**Entries provided:**
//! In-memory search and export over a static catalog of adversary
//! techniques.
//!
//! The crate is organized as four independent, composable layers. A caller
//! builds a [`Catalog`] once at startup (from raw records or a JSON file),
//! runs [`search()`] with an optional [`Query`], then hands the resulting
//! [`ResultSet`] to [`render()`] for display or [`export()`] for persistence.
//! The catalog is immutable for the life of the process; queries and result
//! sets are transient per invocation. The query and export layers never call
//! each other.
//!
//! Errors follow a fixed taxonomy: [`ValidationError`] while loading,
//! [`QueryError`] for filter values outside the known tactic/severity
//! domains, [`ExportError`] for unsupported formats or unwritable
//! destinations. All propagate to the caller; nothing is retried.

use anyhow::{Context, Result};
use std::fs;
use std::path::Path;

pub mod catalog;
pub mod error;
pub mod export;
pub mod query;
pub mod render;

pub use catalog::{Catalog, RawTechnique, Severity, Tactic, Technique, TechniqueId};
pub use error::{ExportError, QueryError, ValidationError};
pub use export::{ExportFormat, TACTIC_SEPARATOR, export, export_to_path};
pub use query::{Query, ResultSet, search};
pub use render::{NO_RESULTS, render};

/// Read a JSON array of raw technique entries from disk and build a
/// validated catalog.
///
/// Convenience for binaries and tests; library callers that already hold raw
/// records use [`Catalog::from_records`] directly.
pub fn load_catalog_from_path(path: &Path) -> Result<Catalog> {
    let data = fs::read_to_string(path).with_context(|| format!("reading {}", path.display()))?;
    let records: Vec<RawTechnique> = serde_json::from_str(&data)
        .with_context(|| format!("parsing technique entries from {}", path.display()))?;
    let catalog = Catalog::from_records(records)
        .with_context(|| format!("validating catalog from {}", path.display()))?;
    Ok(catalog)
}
==
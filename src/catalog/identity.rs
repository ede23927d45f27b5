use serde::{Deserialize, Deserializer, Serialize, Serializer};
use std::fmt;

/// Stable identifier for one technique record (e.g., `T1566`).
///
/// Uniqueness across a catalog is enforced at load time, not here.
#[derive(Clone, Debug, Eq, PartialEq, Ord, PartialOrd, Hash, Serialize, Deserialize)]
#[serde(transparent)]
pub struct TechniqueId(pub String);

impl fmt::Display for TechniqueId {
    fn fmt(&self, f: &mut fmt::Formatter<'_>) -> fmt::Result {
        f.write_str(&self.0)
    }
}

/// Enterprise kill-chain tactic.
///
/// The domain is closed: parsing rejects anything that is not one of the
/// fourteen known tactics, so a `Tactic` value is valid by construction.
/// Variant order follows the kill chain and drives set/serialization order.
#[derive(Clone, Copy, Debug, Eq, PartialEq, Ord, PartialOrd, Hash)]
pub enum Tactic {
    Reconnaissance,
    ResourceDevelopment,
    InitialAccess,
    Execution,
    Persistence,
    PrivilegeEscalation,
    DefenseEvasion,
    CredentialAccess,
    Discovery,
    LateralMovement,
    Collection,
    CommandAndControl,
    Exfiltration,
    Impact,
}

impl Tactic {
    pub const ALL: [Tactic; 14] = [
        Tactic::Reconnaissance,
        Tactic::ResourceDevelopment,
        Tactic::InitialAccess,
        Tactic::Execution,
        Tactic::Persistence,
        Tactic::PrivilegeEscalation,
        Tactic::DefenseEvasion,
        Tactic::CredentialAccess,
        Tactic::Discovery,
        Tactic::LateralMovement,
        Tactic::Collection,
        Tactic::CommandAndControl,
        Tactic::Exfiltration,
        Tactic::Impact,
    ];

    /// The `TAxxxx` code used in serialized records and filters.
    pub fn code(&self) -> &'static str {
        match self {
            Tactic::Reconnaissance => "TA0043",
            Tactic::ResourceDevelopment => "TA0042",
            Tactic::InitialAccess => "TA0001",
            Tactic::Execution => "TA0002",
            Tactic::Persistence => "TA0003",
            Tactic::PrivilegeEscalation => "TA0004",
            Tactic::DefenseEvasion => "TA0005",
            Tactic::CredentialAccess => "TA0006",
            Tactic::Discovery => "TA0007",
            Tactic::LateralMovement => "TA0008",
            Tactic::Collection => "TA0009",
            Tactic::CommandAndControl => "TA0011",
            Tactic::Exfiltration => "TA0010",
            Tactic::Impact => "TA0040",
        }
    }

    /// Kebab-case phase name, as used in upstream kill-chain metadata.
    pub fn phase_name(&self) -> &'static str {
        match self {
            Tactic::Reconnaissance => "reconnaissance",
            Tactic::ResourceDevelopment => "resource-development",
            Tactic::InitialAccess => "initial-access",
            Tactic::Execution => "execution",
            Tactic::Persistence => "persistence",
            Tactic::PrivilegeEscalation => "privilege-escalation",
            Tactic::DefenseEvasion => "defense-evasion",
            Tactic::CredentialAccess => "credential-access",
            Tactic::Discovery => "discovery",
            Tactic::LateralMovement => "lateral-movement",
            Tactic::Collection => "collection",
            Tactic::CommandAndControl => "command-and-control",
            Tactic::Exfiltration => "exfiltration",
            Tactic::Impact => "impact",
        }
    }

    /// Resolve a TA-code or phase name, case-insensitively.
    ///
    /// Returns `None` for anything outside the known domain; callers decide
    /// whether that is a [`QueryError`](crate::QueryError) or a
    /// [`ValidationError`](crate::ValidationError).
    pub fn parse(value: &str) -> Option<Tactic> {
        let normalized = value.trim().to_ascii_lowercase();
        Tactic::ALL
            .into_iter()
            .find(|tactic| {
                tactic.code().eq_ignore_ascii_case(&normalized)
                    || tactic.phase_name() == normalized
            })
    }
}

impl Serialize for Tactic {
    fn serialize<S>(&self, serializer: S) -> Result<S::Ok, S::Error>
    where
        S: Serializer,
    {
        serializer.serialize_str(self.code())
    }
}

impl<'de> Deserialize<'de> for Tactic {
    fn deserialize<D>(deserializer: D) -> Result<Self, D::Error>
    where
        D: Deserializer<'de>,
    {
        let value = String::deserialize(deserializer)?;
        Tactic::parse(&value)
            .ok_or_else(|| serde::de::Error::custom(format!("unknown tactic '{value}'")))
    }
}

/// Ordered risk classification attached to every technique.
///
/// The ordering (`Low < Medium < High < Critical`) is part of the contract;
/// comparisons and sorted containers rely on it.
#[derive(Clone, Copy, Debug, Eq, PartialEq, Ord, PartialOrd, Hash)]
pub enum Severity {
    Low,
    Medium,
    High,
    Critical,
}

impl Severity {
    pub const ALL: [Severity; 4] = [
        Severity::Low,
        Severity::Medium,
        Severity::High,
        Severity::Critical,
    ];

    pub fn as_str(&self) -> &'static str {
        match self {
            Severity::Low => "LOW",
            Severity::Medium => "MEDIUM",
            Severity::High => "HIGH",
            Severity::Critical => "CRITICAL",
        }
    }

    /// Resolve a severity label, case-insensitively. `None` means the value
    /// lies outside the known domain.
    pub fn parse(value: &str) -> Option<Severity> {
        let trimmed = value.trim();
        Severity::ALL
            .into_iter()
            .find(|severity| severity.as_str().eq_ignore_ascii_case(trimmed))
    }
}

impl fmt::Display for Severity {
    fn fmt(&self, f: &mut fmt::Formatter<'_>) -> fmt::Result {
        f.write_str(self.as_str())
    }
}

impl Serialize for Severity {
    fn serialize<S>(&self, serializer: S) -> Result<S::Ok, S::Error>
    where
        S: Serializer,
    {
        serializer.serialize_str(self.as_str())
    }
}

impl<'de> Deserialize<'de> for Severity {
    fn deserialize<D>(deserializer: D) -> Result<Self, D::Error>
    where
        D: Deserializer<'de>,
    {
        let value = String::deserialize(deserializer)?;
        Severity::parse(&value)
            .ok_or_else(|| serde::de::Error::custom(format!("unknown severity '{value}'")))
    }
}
...
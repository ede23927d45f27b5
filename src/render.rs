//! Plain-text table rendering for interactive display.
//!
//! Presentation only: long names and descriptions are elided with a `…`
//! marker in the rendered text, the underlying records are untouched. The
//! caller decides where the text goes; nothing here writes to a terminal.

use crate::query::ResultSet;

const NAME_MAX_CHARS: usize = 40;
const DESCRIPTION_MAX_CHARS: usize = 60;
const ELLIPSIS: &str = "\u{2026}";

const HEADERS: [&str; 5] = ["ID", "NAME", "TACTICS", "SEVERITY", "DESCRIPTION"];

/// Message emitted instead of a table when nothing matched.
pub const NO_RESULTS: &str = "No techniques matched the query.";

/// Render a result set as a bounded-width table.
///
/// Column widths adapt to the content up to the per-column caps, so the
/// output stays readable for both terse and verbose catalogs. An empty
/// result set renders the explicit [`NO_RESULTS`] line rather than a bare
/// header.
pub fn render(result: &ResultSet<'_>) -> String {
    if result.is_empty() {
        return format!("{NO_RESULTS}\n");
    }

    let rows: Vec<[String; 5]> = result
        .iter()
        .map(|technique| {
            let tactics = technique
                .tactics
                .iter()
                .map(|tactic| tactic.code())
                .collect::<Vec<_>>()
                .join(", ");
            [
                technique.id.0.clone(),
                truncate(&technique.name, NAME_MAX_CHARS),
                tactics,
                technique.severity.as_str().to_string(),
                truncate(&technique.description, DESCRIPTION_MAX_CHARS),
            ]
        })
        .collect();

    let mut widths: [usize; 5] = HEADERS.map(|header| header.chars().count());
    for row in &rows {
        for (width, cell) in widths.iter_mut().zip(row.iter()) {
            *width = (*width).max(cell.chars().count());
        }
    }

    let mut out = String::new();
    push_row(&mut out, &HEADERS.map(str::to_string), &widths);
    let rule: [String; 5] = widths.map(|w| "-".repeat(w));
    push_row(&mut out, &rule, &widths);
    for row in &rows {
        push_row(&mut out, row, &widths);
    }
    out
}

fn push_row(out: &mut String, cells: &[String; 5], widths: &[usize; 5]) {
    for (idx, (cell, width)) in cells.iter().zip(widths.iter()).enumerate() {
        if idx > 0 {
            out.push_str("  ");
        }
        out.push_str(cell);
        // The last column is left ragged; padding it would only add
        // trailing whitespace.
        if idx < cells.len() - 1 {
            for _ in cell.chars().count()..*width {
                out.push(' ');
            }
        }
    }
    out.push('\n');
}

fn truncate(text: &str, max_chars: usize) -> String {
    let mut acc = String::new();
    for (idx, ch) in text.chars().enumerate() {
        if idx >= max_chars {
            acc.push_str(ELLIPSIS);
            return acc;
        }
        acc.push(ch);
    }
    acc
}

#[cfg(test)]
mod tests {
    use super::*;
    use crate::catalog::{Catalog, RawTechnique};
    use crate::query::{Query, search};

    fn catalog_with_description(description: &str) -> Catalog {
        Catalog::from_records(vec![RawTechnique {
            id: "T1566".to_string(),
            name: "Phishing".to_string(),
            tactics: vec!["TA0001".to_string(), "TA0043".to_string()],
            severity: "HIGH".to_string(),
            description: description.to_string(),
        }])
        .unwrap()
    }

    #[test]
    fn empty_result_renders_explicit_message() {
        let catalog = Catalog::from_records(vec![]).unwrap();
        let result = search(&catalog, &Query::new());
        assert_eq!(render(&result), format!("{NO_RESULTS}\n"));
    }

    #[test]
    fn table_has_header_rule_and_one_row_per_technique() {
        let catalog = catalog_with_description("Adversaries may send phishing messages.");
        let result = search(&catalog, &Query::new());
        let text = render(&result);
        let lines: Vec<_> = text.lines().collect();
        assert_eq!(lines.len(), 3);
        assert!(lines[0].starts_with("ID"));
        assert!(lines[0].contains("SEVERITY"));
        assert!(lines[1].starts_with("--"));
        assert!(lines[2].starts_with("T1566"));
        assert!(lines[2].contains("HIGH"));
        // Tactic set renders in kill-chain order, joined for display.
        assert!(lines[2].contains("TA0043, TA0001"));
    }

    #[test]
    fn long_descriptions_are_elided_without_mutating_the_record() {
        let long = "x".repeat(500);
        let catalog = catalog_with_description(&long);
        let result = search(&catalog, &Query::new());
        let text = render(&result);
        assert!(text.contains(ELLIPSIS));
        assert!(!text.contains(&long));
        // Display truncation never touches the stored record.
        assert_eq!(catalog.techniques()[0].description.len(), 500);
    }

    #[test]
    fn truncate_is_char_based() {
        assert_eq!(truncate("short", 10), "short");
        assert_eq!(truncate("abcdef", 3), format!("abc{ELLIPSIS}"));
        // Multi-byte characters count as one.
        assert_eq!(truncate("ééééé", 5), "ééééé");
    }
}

**What needs to be done:**
From the data above, output exactly the lines between the one containing "catalog of adversary" and the one containing "queries and result", counting both of them.

**Response for this exercise:**
//! In-memory search and export over a static catalog of adversary
//! techniques.
//!
//! The crate is organized as four independent, composable layers. A caller
//! builds a [`Catalog`] once at startup (from raw records or a JSON file),
//! runs [`search()`] with an optional [`Query`], then hands the resulting
//! [`ResultSet`] to [`render()`] for display or [`export()`] for persistence.
//! The catalog is immutable for the life of the process; queries and result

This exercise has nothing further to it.